» How to complete this task: Go to the line containing "the display refresh." in the records below and print it and every following line exactly, on through the line containing "Advance by one", then stop.

» Data excerpts:
========

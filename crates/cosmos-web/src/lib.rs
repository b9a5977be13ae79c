pub mod bindings;
pub mod canvas;
pub mod frame_loop;
pub mod listeners;
pub mod mount;
pub mod runner;

pub use canvas::Canvas2dSurface;
pub use frame_loop::FrameLoop;
pub use listeners::ListenerGuard;
pub use mount::{init_logging, mount, MountedEffect};
pub use runner::{EffectRunner, RunnerConfig};

use cosmos_fx::FxError;
use wasm_bindgen::JsValue;

pub(crate) fn js_error(value: JsValue) -> FxError {
    FxError::Js(
        value
            .as_string()
            .unwrap_or_else(|| format!("{:?}", value)),
    )
}

/// Convert an engine error into a thrown JS `Error`.
pub fn to_js(err: FxError) -> JsValue {
    js_sys::Error::new(&err.to_string()).into()
}

/// Generate a `#[wasm_bindgen]` class that mounts one effect on a canvas.
///
/// The effect type must provide `Default` and `from_json(&str)`.
///
/// # Usage
///
/// ```ignore
/// use wasm_bindgen::prelude::*;
///
/// cosmos_web::export_effect!(StarField, cosmos_fx::StarField, "star-field");
/// ```
///
/// From JS:
///
/// ```text
/// const fx = new StarField("bg", null, 42, (name, value) => { ... });
/// fx.stop();
/// ```
///
/// # Arguments
///
/// - `$class`: name of the generated JS class
/// - `$effect_type`: type implementing `cosmos_fx::Effect`
/// - `$label`: string literal used in log messages
/// - optional `default = <expr>`: effect used when no JSON config is given
#[macro_export]
macro_rules! export_effect {
    ($class:ident, $effect_type:ty, $label:literal) => {
        $crate::export_effect!($class, $effect_type, $label, default = <$effect_type>::default());
    };

    ($class:ident, $effect_type:ty, $label:literal, default = $default:expr) => {
        #[wasm_bindgen]
        pub struct $class {
            inner: $crate::MountedEffect<$effect_type>,
        }

        #[wasm_bindgen]
        impl $class {
            /// Mount on the canvas with id `canvas_id`. `config_json` overrides
            /// the defaults; `on_event(name, value)` receives engine events.
            #[wasm_bindgen(constructor)]
            pub fn new(
                canvas_id: &str,
                config_json: Option<String>,
                seed: u32,
                on_event: Option<js_sys::Function>,
            ) -> Result<$class, wasm_bindgen::JsValue> {
                let effect: $effect_type = match config_json.as_deref() {
                    Some(json) => <$effect_type>::from_json(json).map_err($crate::to_js)?,
                    None => $default,
                };
                let inner = $crate::mount(canvas_id, effect, seed as u64, on_event)
                    .map_err($crate::to_js)?;
                log::info!("{}: started on #{}", $label, canvas_id);
                Ok(Self { inner })
            }

            /// Stop the animation. Listeners are removed when the object is freed.
            pub fn stop(&self) {
                self.inner.stop();
            }

            #[wasm_bindgen(getter)]
            pub fn running(&self) -> bool {
                self.inner.is_running()
            }
        }
    };
}
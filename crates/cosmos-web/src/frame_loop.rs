use std::cell::{Cell, RefCell};
use std::rc::Rc;

use cosmos_fx::FxError;
use wasm_bindgen::closure::Closure;
use wasm_bindgen::JsCast;
use web_sys::Window;

use crate::js_error;

type FrameCallback = Closure<dyn FnMut(f64)>;

/// `requestAnimationFrame` loop.
///
/// The frame closure receives the delta since the previous callback in
/// milliseconds (0 on the first frame) and returns whether to keep running.
/// The loop reschedules itself until the closure returns false, `stop` is
/// called, or the loop is dropped.
pub struct FrameLoop {
    window: Window,
    callback: Rc<RefCell<Option<FrameCallback>>>,
    handle: Rc<Cell<Option<i32>>>,
    running: Rc<Cell<bool>>,
}

impl FrameLoop {
    pub fn start(window: &Window, mut frame: impl FnMut(f32) -> bool + 'static) -> Result<Self, FxError> {
        let callback: Rc<RefCell<Option<FrameCallback>>> = Rc::new(RefCell::new(None));
        let handle = Rc::new(Cell::new(None));
        let running = Rc::new(Cell::new(true));

        let last = Cell::new(None::<f64>);
        let (cb, h, run, win) = (callback.clone(), handle.clone(), running.clone(), window.clone());
        let closure = Closure::wrap(Box::new(move |now: f64| {
            h.set(None);
            if !run.get() {
                return;
            }
            let dt = last.replace(Some(now)).map_or(0.0, |prev| now - prev);
            if !frame(dt as f32) {
                run.set(false);
                return;
            }
            // `frame` may have stopped the loop through a host callback.
            if !run.get() {
                return;
            }
            if let Some(cb) = cb.borrow().as_ref() {
                match win.request_animation_frame(cb.as_ref().unchecked_ref()) {
                    Ok(id) => h.set(Some(id)),
                    Err(err) => {
                        log::warn!("frame loop halted: {:?}", err);
                        run.set(false);
                    }
                }
            }
        }) as Box<dyn FnMut(f64)>);

        let id = window
            .request_animation_frame(closure.as_ref().unchecked_ref())
            .map_err(js_error)?;
        handle.set(Some(id));
        *callback.borrow_mut() = Some(closure);

        Ok(Self {
            window: window.clone(),
            callback,
            handle,
            running,
        })
    }

    /// Cancel the pending frame. The loop cannot be restarted.
    pub fn stop(&self) {
        self.running.set(false);
        if let Some(id) = self.handle.take() {
            if let Err(err) = self.window.cancel_animation_frame(id) {
                log::debug!("cancel_animation_frame failed: {:?}", err);
            }
        }
    }

    pub fn is_running(&self) -> bool {
        self.running.get()
    }
}

impl Drop for FrameLoop {
    fn drop(&mut self) {
        self.stop();
        // Break the closure's reference back to its own slot.
        self.callback.borrow_mut().take();
    }
}
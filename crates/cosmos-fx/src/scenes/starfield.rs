//! Star field: falling, twinkling stars with constellation lines near the pointer.

use serde::{Deserialize, Serialize};

use crate::api::effect::{Effect, EffectContext};
use crate::core::error::FxError;
use crate::input::queue::InputQueue;
use crate::renderer::surface::{Color, Surface};
use crate::systems::particles::{self, FieldConfig, LinkConfig, ParticleField};

#[derive(Debug, Clone, Serialize, Deserialize)]
#[serde(default)]
pub struct StarFieldConfig {
    #[serde(flatten)]
    pub field: FieldConfig,
    pub links: LinkConfig,
    /// Draw constellation lines around the pointer.
    pub show_links: bool,
    pub color: Color,
}

impl Default for StarFieldConfig {
    fn default() -> Self {
        Self {
            field: FieldConfig::default(),
            links: LinkConfig::default(),
            show_links: true,
            color: Color::rgb8(10, 15, 30),
        }
    }
}

pub struct StarField {
    config: StarFieldConfig,
    field: ParticleField,
}

impl StarField {
    pub fn new(config: StarFieldConfig) -> Self {
        let field = ParticleField::new(config.field.clone());
        Self { config, field }
    }

    /// Build from a JSON config; missing keys keep their defaults.
    pub fn from_json(json: &str) -> Result<Self, FxError> {
        Ok(Self::new(serde_json::from_str(json)?))
    }

    pub fn field(&self) -> &ParticleField {
        &self.field
    }
}

impl Default for StarField {
    fn default() -> Self {
        Self::new(StarFieldConfig::default())
    }
}

impl Effect for StarField {
    fn init(&mut self, ctx: &mut EffectContext) {
        self.field.initialize(ctx.viewport, &mut ctx.rng);
        log::info!(
            "star field: {} stars for {}x{}",
            self.field.len(),
            ctx.viewport.width,
            ctx.viewport.height
        );
    }

    fn resize(&mut self, ctx: &mut EffectContext) {
        self.field.initialize(ctx.viewport, &mut ctx.rng);
        log::info!("star field resized: {} stars", self.field.len());
    }

    fn update(&mut self, ctx: &mut EffectContext, _input: &InputQueue) {
        self.field.advance(ctx.tick, &mut ctx.rng);
    }

    fn render(&self, surface: &mut dyn Surface, ctx: &EffectContext) {
        surface.clear(ctx.viewport.width, ctx.viewport.height);

        // Lines sit under the stars.
        if self.config.show_links {
            if let Some(pointer) = ctx.pointer.position() {
                let links = particles::proximity_links(
                    self.field.stars().iter().map(|s| s.pos),
                    pointer,
                    &self.config.links,
                );
                particles::render_links(&links, surface, self.config.color, self.config.links.line_width);
            }
        }

        self.field.render(surface, self.config.color);
    }
}

#[cfg(test)]
mod tests {
    use super::*;
    use crate::api::types::Viewport;
    use crate::renderer::recorder::{DrawCommand, RecordingSurface};

    fn ctx(w: f32, h: f32) -> EffectContext {
        EffectContext::new(Viewport::new(w, h), 7)
    }

    #[test]
    fn init_populates_from_viewport() {
        let mut ctx = ctx(700.0, 500.0);
        let mut fx = StarField::default();
        fx.init(&mut ctx);
        assert_eq!(fx.field().len(), 100);
    }

    #[test]
    fn empty_viewport_renders_only_clear() {
        let mut ctx = ctx(0.0, 0.0);
        let mut fx = StarField::default();
        fx.init(&mut ctx);
        ctx.begin_frame(1, 16.0);
        fx.update(&mut ctx, &InputQueue::new());
        let mut s = RecordingSurface::new();
        fx.render(&mut s, &ctx);
        assert_eq!(s.len(), 1);
    }

    #[test]
    fn no_links_without_pointer() {
        let mut ctx = ctx(400.0, 400.0);
        let mut fx = StarField::new(StarFieldConfig {
            field: FieldConfig { density: 400.0, ..Default::default() },
            ..Default::default()
        });
        fx.init(&mut ctx);
        let mut s = RecordingSurface::new();
        fx.render(&mut s, &ctx);
        let sparkles = fx.field().stars().iter().filter(|st| st.radius > 1.8).count();
        assert_eq!(s.lines().count(), sparkles * 2);
    }

    #[test]
    fn links_drawn_before_stars() {
        let mut ctx = ctx(400.0, 400.0);
        let mut fx = StarField::new(StarFieldConfig {
            field: FieldConfig { density: 400.0, ..Default::default() },
            ..Default::default()
        });
        fx.init(&mut ctx);
        ctx.pointer.set(200.0, 200.0);
        let mut s = RecordingSurface::new();
        fx.render(&mut s, &ctx);
        let first_fill = s
            .commands()
            .iter()
            .position(|c| matches!(c, DrawCommand::FillCircle { .. }))
            .unwrap_or(usize::MAX);
        let first_line = s
            .commands()
            .iter()
            .position(|c| matches!(c, DrawCommand::Line { .. }))
            .unwrap_or(usize::MAX);
        assert!(first_line < first_fill);
    }

    #[test]
    fn resize_rebuilds_field() {
        let mut ctx = ctx(700.0, 500.0);
        let mut fx = StarField::default();
        fx.init(&mut ctx);
        ctx.viewport = Viewport::new(350.0, 500.0);
        fx.resize(&mut ctx);
        assert_eq!(fx.field().len(), 50);
    }

    #[test]
    fn config_from_json() {
        let fx = StarField::from_json(r#"{"density": 1000, "show_links": false}"#).unwrap();
        assert_eq!(fx.config.field.density, 1000.0);
        assert!(!fx.config.show_links);
        assert!(StarField::from_json("{").is_err());
    }
}
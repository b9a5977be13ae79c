/// Largest frame delta accepted by the clock, in milliseconds.
/// A backgrounded tab can report multi-second gaps; clamping keeps timed
/// sequences from jumping several stages in one frame.
pub const MAX_FRAME_MS: f32 = 250.0;

/// Frame counter driven by the display refresh.
///
/// Effects never receive an explicit delta for motion: they read the tick
/// counter, which advances by exactly one per callback. Wall-clock milliseconds
/// are tracked alongside for the few sequences that run on real time.
#[derive(Debug, Clone)]
pub struct FrameClock {
    tick: u64,
    elapsed_ms: f64,
    cancelled: bool,
}

impl FrameClock {
    pub fn new() -> Self {
        Self {
            tick: 0,
            elapsed_ms: 0.0,
            cancelled: false,
        }
    }

    /// Advance by one frame. Returns the new tick, or `None` once cancelled.
    pub fn advance(&mut self, frame_dt_ms: f32) -> Option<u64> {
        if self.cancelled {
            return None;
        }
        self.tick += 1;
        self.elapsed_ms += clamp_frame_ms(frame_dt_ms) as f64;
        Some(self.tick)
    }

    /// Stop producing ticks. Irreversible.
    pub fn cancel(&mut self) {
        self.cancelled = true;
    }

    pub fn is_cancelled(&self) -> bool {
        self.cancelled
    }

    pub fn tick(&self) -> u64 {
        self.tick
    }

    pub fn elapsed_ms(&self) -> f64 {
        self.elapsed_ms
    }
}

impl Default for FrameClock {
    fn default() -> Self {
        Self::new()
    }
}

/// Clamp a raw frame delta into `[0, MAX_FRAME_MS]`. Non-finite input counts as zero.
pub fn clamp_frame_ms(frame_dt_ms: f32) -> f32 {
    if frame_dt_ms.is_finite() {
        frame_dt_ms.clamp(0.0, MAX_FRAME_MS)
    } else {
        0.0
    }
}

/// Millisecond timer for one stage of a timed sequence.
///
/// `consume` spends frame time against a deadline and hands back whatever is
/// left over, so a long frame can carry surplus time into the next stage.
#[derive(Debug, Clone, Copy, Default)]
pub struct StageTimer {
    elapsed_ms: f32,
}

impl StageTimer {
    pub fn new() -> Self {
        Self::default()
    }

    /// Spend up to `*remaining_ms` toward `deadline_ms`.
    /// Returns true when the deadline was reached; `remaining_ms` is reduced by
    /// the time actually used.
    pub fn consume(&mut self, deadline_ms: f32, remaining_ms: &mut f32) -> bool {
        let left = (deadline_ms - self.elapsed_ms).max(0.0);
        if *remaining_ms < left {
            self.elapsed_ms += *remaining_ms;
            *remaining_ms = 0.0;
            false
        } else {
            *remaining_ms -= left;
            self.elapsed_ms = deadline_ms;
            true
        }
    }

    pub fn reset(&mut self) {
        self.elapsed_ms = 0.0;
    }

    pub fn elapsed_ms(&self) -> f32 {
        self.elapsed_ms
    }

    /// Fraction of `duration_ms` elapsed, clamped to [0, 1].
    pub fn progress(&self, duration_ms: f32) -> f32 {
        if duration_ms <= 0.0 {
            1.0
        } else {
            (self.elapsed_ms / duration_ms).clamp(0.0, 1.0)
        }
    }
}

#[cfg(test)]
mod tests {
    use super::*;

    #[test]
    fn ticks_once_per_frame() {
        let mut clock = FrameClock::new();
        assert_eq!(clock.advance(16.0), Some(1));
        assert_eq!(clock.advance(16.0), Some(2));
        assert_eq!(clock.tick(), 2);
        assert!((clock.elapsed_ms() - 32.0).abs() < 1e-9);
    }

    #[test]
    fn cancelled_clock_stops_ticking() {
        let mut clock = FrameClock::new();
        clock.advance(16.0);
        clock.cancel();
        assert_eq!(clock.advance(16.0), None);
        assert_eq!(clock.tick(), 1);
    }

    #[test]
    fn huge_frames_are_clamped() {
        let mut clock = FrameClock::new();
        clock.advance(10_000.0);
        assert_eq!(clock.elapsed_ms(), MAX_FRAME_MS as f64);
        assert_eq!(clamp_frame_ms(f32::NAN), 0.0);
        assert_eq!(clamp_frame_ms(-5.0), 0.0);
    }

    #[test]
    fn stage_timer_carries_surplus() {
        let mut timer = StageTimer::new();
        let mut remaining = 300.0;
        assert!(!timer.consume(420.0, &mut remaining));
        assert_eq!(remaining, 0.0);

        let mut remaining = 200.0;
        assert!(timer.consume(420.0, &mut remaining));
        assert!((remaining - 80.0).abs() < 1e-4, "surplus was {}", remaining);
    }

    #[test]
    fn stage_timer_progress_clamps() {
        let mut timer = StageTimer::new();
        let mut remaining = 50.0;
        timer.consume(100.0, &mut remaining);
        assert!((timer.progress(100.0) - 0.5).abs() < 1e-6);
        assert_eq!(timer.progress(0.0), 1.0);
    }
}
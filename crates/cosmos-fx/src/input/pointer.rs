use glam::Vec2;

use crate::api::types::Viewport;

/// Last known pointer position.
///
/// Written straight from move handlers (last write wins, no queue) and read at
/// render time. `None` until the first sample.
#[derive(Debug, Clone, Copy, Default, PartialEq)]
pub struct PointerState {
    position: Option<Vec2>,
}

impl PointerState {
    pub fn new() -> Self {
        Self::default()
    }

    /// Record a sample. Non-finite coordinates are ignored.
    pub fn set(&mut self, x: f32, y: f32) {
        if x.is_finite() && y.is_finite() {
            self.position = Some(Vec2::new(x, y));
        }
    }

    pub fn clear(&mut self) {
        self.position = None;
    }

    pub fn position(&self) -> Option<Vec2> {
        self.position
    }

    pub fn is_present(&self) -> bool {
        self.position.is_some()
    }

    /// Parallax offset `((x - W/2)/W, (y - H/2)/H) * factor`.
    /// Zero when the pointer is absent or the viewport is empty.
    pub fn parallax(&self, viewport: Viewport, factor: f32) -> Vec2 {
        match self.position {
            Some(p) if !viewport.is_empty() => {
                (p - viewport.center()) / Vec2::new(viewport.width, viewport.height) * factor
            }
            _ => Vec2::ZERO,
        }
    }
}

#[cfg(test)]
mod tests {
    use super::*;

    #[test]
    fn absent_pointer_has_no_parallax() {
        let p = PointerState::new();
        assert!(!p.is_present());
        assert_eq!(p.parallax(Viewport::new(800.0, 600.0), 8.0), Vec2::ZERO);
    }

    #[test]
    fn last_write_wins() {
        let mut p = PointerState::new();
        p.set(1.0, 2.0);
        p.set(3.0, 4.0);
        p.set(f32::NAN, 0.0);
        assert_eq!(p.position(), Some(Vec2::new(3.0, 4.0)));
    }

    #[test]
    fn parallax_scales_from_center() {
        let mut p = PointerState::new();
        p.set(800.0, 0.0);
        let off = p.parallax(Viewport::new(800.0, 600.0), 8.0);
        assert!((off.x - 4.0).abs() < 1e-6);
        assert!((off.y + 4.0).abs() < 1e-6);
        assert_eq!(p.parallax(Viewport::new(0.0, 600.0), 8.0), Vec2::ZERO);
    }
}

========

» Solution to this task:
/// Frame counter driven by the display refresh.
///
/// Effects never receive an explicit delta for motion: they read the tick
/// counter, which advances by exactly one per callback. Wall-clock milliseconds
/// are tracked alongside for the few sequences that run on real time.
#[derive(Debug, Clone)]
pub struct FrameClock {
    tick: u64,
    elapsed_ms: f64,
    cancelled: bool,
}

impl FrameClock {
    pub fn new() -> Self {
        Self {
            tick: 0,
            elapsed_ms: 0.0,
            cancelled: false,
        }
    }

    /// Advance by one frame. Returns the new tick, or `None` once cancelled.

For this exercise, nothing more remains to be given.